Blek Macigno il trapper
Blek Macigno il trapper: il personaggio più amato del prolifico trio torinese EsseGesse
Nel 1953 un cupo e rozzo eroe di nome Black appare nella storia “Il piccolo trapper”, pubblicata in un numero della rivista a fumetti “Cagliostro” della casa editrice milanese Dardo. Quella pubblicazione dura appena dodici numeri e un trimestre, ma i tre autori della storia breve credono nelle potenzialità del personaggio o perlomeno in quella della sua professione. Il richiamo esotico di quegli uomini che – indipendenti e liberi – cacciavano gli animali della frontiera americana con trappole ingegnose e i longrifle tipici del Kentucky era stato trasmesso ai fumettisti dai volumi di James Fenimore Cooper (autore de “L’ultimo dei Mohicani”) e Zane Grey, quest’ultimo famoso per aver definito il genere western col suo romanzo “La valle delle sorprese” (in origine “Riders of the Purple Sage”).
È così che i torinesi Giovanni Sinchetto, Dario Guzzon e Pietro Sartoris propongono al patron della Dardo, Gino Casarotti, una nuova serie con protagonista un trapper. Ai contabili della casa editrice non pare vero che le stesse menti che avevano realizzato “Capitan Miki” (200mila copie da 20 lire vendute alla settimana, cioè 88mila euro ogni sette giorni adeguati all’inflazione) possano sfornare una nuova serie di successo e incoraggiano Casarotti a dare spazio al trio. Gli EsseGesse, nome creato dalle loro iniziali (Sartoris andava in sollucchero per gli acronimi), sanno però quanto sia difficile che il fulmine del successo colpisca due volte consecutive una redazione e s’impegnano per un irrobustimento del concept del nuovo fumetto.

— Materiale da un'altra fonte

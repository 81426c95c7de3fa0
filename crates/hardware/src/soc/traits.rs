//! Hub services trait.
//!
//! This module defines the `HubPort` trait, the only channel through which a core
//! reaches anything outside its own local memory. It provides:
//! 1. **Observation:** The global tick, the bus window, and the external input pins.
//! 2. **Shared RAM:** Width-aware reads and writes.
//! 3. **Core Control:** Start and stop requests addressed to any core.
//! 4. **Locks:** Allocation, release, set and clear on the hardware lock table.
//!
//! The chassis implements this trait over itself minus the stepping core; tests mock it.

use crate::common::data::AccessWidth;

/// Services a core may request from the hub during its step.
pub trait HubPort {
    /// Global tick counter.
    fn global_tick(&self) -> u64;

    /// Core currently owning the bus-access window.
    fn bus_window(&self) -> usize;

    /// Levels of the 32 external input pins.
    fn input_pins(&self) -> u32;

    /// Reads shared RAM; the address is aligned to `width` first. Reads past capacity return 0.
    fn read_shared(&mut self, addr: u32, width: AccessWidth) -> u32;

    /// Writes shared RAM; the address is aligned to `width` first. Writes past capacity are dropped.
    fn write_shared(&mut self, addr: u32, width: AccessWidth, value: u32);

    /// Handles a start request encoded as a core-start argument.
    ///
    /// # Returns
    ///
    /// The id of the core that entered Loading, or `None` when a new core was
    /// requested and none was Dormant.
    fn start_core(&mut self, arg: u32) -> Option<usize>;

    /// Stops the named core.
    ///
    /// # Returns
    ///
    /// Whether every core was Running immediately before the request.
    fn stop_core(&mut self, id: usize) -> bool;

    /// Allocates the first free lock, returning its id.
    fn lock_new(&mut self) -> Option<usize>;

    /// Frees a lock; returns whether any lock is available afterwards.
    fn lock_return(&mut self, id: usize) -> bool;

    /// Marks a lock held; returns its prior held state.
    fn lock_set(&mut self, id: usize) -> bool;

    /// Marks a lock free; returns its prior held state.
    fn lock_clear(&mut self, id: usize) -> bool;
}
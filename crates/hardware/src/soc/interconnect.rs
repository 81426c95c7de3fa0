//! Hub interconnect.
//!
//! This module implements the shared side of the chassis and the view a stepping core
//! gets of it. It provides:
//! 1. **Hub state:** Shared RAM, the lock table, the global tick, the bus window and the
//!    external input pins.
//! 2. **Bus view:** `HubBus` borrows the hub together with every core except the one
//!    being stepped, and implements `HubPort` over them.
//! 3. **Self control:** A core that starts or stops itself is recorded as pending and
//!    applied by the chassis once the core's step returns.

use tracing::debug;

use crate::common::constants::{CORE_COUNT, WINDOW_TICKS};
use crate::common::data::AccessWidth;
use crate::core::{Core, CoreState};
use crate::soc::locks::LockTable;
use crate::soc::memory::SharedRam;
use crate::soc::traits::HubPort;

/// Parameter field of a core-start argument (bits 18-31).
const START_PAR_SHIFT: u32 = 18;
/// Image address field of a core-start argument (bits 4-17).
const START_ADDR_SHIFT: u32 = 4;
/// Width mask of the parameter and address fields (14 bits, long aligned).
const START_FIELD_MASK: u32 = 0x3FFF;
/// Allocate-new-core flag of a core-start argument.
const START_NEW_BIT: u32 = 0b1000;
/// Target core id field of a core-start argument.
const START_ID_MASK: u32 = 0b111;

/// Fields of a core-start argument.
#[derive(Clone, Copy, Debug, PartialEq, Eq)]
pub struct StartRequest {
    /// Value placed in the started core's `PAR`.
    pub par: u32,
    /// Shared-RAM address of the image.
    pub load_addr: u32,
    /// Explicit target core (ignored when `allocate` is set).
    pub target: usize,
    /// Pick the first Dormant core instead of `target`.
    pub allocate: bool,
}

impl StartRequest {
    /// Splits a core-start argument into its fields.
    pub const fn decode(arg: u32) -> Self {
        Self {
            par: ((arg >> START_PAR_SHIFT) & START_FIELD_MASK) << 2,
            load_addr: ((arg >> START_ADDR_SHIFT) & START_FIELD_MASK) << 2,
            target: (arg & START_ID_MASK) as usize,
            allocate: arg & START_NEW_BIT != 0,
        }
    }

    /// Packs the fields back into a core-start argument.
    pub const fn encode(self) -> u32 {
        (((self.par >> 2) & START_FIELD_MASK) << START_PAR_SHIFT)
            | (((self.load_addr >> 2) & START_FIELD_MASK) << START_ADDR_SHIFT)
            | (if self.allocate { START_NEW_BIT } else { 0 })
            | (self.target as u32 & START_ID_MASK)
    }
}

/// Lifecycle change a core requested for itself.
#[derive(Clone, Copy, Debug, PartialEq, Eq)]
pub enum SelfControl {
    /// Restart into Loading.
    Start {
        /// New `PAR` value.
        par: u32,
        /// Image address.
        load_addr: u32,
    },
    /// Return to Dormant.
    Stop,
}

/// Hub-owned state shared by all cores.
#[derive(Clone, Debug)]
pub struct Hub {
    /// Shared RAM.
    pub ram: SharedRam,
    /// Hardware lock table.
    pub locks: LockTable,
    /// Global tick counter.
    pub tick: u64,
    /// Core owning the bus-access window.
    pub window: usize,
    /// External input pin levels.
    pub inputs: u32,
}

impl Hub {
    /// Creates the hub state.
    pub fn new(ram_size: usize, window: usize, inputs: u32) -> Self {
        Self {
            ram: SharedRam::new(ram_size),
            locks: LockTable::new(),
            tick: 0,
            window: window % CORE_COUNT,
            inputs,
        }
    }

    /// Ends a chassis tick: bumps the counter and rotates the window every second tick.
    pub const fn advance(&mut self) {
        self.tick += 1;
        if self.tick % WINDOW_TICKS == 0 {
            self.window = (self.window + 1) % CORE_COUNT;
        }
    }
}

/// A core's view of the hub and of every other core.
#[derive(Debug)]
pub struct HubBus<'a> {
    hub: &'a mut Hub,
    before: &'a mut [Core],
    after: &'a mut [Core],
    current: Option<usize>,
    pending: Option<SelfControl>,
}

impl<'a> HubBus<'a> {
    /// View for core `current`, given the cores before and after it.
    pub const fn for_core(
        hub: &'a mut Hub,
        before: &'a mut [Core],
        after: &'a mut [Core],
        current: usize,
    ) -> Self {
        Self {
            hub,
            before,
            after,
            current: Some(current),
            pending: None,
        }
    }

    /// View for the host: every core is reachable and none is stepping.
    pub fn for_host(hub: &'a mut Hub, cores: &'a mut [Core]) -> Self {
        let len = cores.len();
        let (before, after) = cores.split_at_mut(len);
        Self {
            hub,
            before,
            after,
            current: None,
            pending: None,
        }
    }

    /// Takes the lifecycle change the stepping core requested for itself.
    pub const fn take_pending(&mut self) -> Option<SelfControl> {
        self.pending.take()
    }

    fn core(&self, id: usize) -> Option<&Core> {
        match self.current {
            Some(cur) if id == cur => None,
            Some(cur) if id > cur => self.after.get(id - cur - 1),
            _ => self.before.get(id),
        }
    }

    fn core_mut(&mut self, id: usize) -> Option<&mut Core> {
        match self.current {
            Some(cur) if id == cur => None,
            Some(cur) if id > cur => self.after.get_mut(id - cur - 1),
            _ => self.before.get_mut(id),
        }
    }

    /// State of any core; the stepping core is Running by definition.
    fn state_of(&self, id: usize) -> Option<CoreState> {
        if self.current == Some(id) {
            return Some(CoreState::Running);
        }
        self.core(id).map(Core::state)
    }
}

impl HubPort for HubBus<'_> {
    fn global_tick(&self) -> u64 {
        self.hub.tick
    }

    fn bus_window(&self) -> usize {
        self.hub.window
    }

    fn input_pins(&self) -> u32 {
        self.hub.inputs
    }

    fn read_shared(&mut self, addr: u32, width: AccessWidth) -> u32 {
        self.hub.ram.read(addr, width)
    }

    fn write_shared(&mut self, addr: u32, width: AccessWidth, value: u32) {
        self.hub.ram.write(addr, width, value);
    }

    fn start_core(&mut self, arg: u32) -> Option<usize> {
        let request = StartRequest::decode(arg);
        let id = if request.allocate {
            let found = (0..CORE_COUNT).find(|&id| self.state_of(id) == Some(CoreState::Dormant));
            if found.is_none() {
                debug!(requester = ?self.current, "no dormant core to allocate");
            }
            found?
        } else {
            request.target
        };

        if self.current == Some(id) {
            self.pending = Some(SelfControl::Start {
                par: request.par,
                load_addr: request.load_addr,
            });
        } else if let Some(core) = self.core_mut(id) {
            core.start(request.par, request.load_addr);
        }
        Some(id)
    }

    fn stop_core(&mut self, id: usize) -> bool {
        let all_running =
            (0..CORE_COUNT).all(|other| self.state_of(other) == Some(CoreState::Running));
        if self.current == Some(id) {
            self.pending = Some(SelfControl::Stop);
        } else if let Some(core) = self.core_mut(id) {
            core.stop();
        }
        all_running
    }

    fn lock_new(&mut self) -> Option<usize> {
        self.hub.locks.allocate()
    }

    fn lock_return(&mut self, id: usize) -> bool {
        self.hub.locks.release(id)
    }

    fn lock_set(&mut self, id: usize) -> bool {
        self.hub.locks.set(id)
    }

    fn lock_clear(&mut self, id: usize) -> bool {
        self.hub.locks.clear(id)
    }
}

Il tozzo cacciatore della storiella apparsa su “Cagliostro”, a cui nessuno negava una qualche aderenza storica, raddoppia quasi la sua altezza. Non solo: diviene biondo e guadagna due spalle da culturista, mentre il suo petto nerboruto è coperto a malapena da un gilet di pelliccia. Un leitmotiv – quello d’indossare le vestigia delle prede cacciate – ripreso dal tipico cappello di pelo, con tanto di coda di procione a penzoloni.
Dei vistosi e attillati pantaloni rossi completano infine la divisa del personaggio. Rimane la questione del nome, che dopo un tale intervento di rimodellazione estetica non può più certo condividere col suo arretrato prototipo. La soluzione è però fornita dalla scarsa presenza di poliglotti nell’Italia del dopoguerra, che leggevano i nomi anglofoni com’erano scritti e non secondo la corretta pronuncia. Nasce così Blek Macigno.
Le avventure di questo erculeo e indomito protagonista – accompagnato nella lotta per l’indipendenza contro le giubbe rosse di re Giorgio III dallo spavaldo orfano Roddy e dalla spalla comica del professor Occultis – riescono così nell’impossibile impresa di raddoppiare il successo di “Capitan Miki”: per diversi anni il venduto del trapper supererà infatti persino quello degli albi di “Tex”. Un successo economico purtroppo non condiviso adeguatamente con i suoi prolifici creatori e che nel 1965 li porterà a un doloroso divorzio dalla Dardo.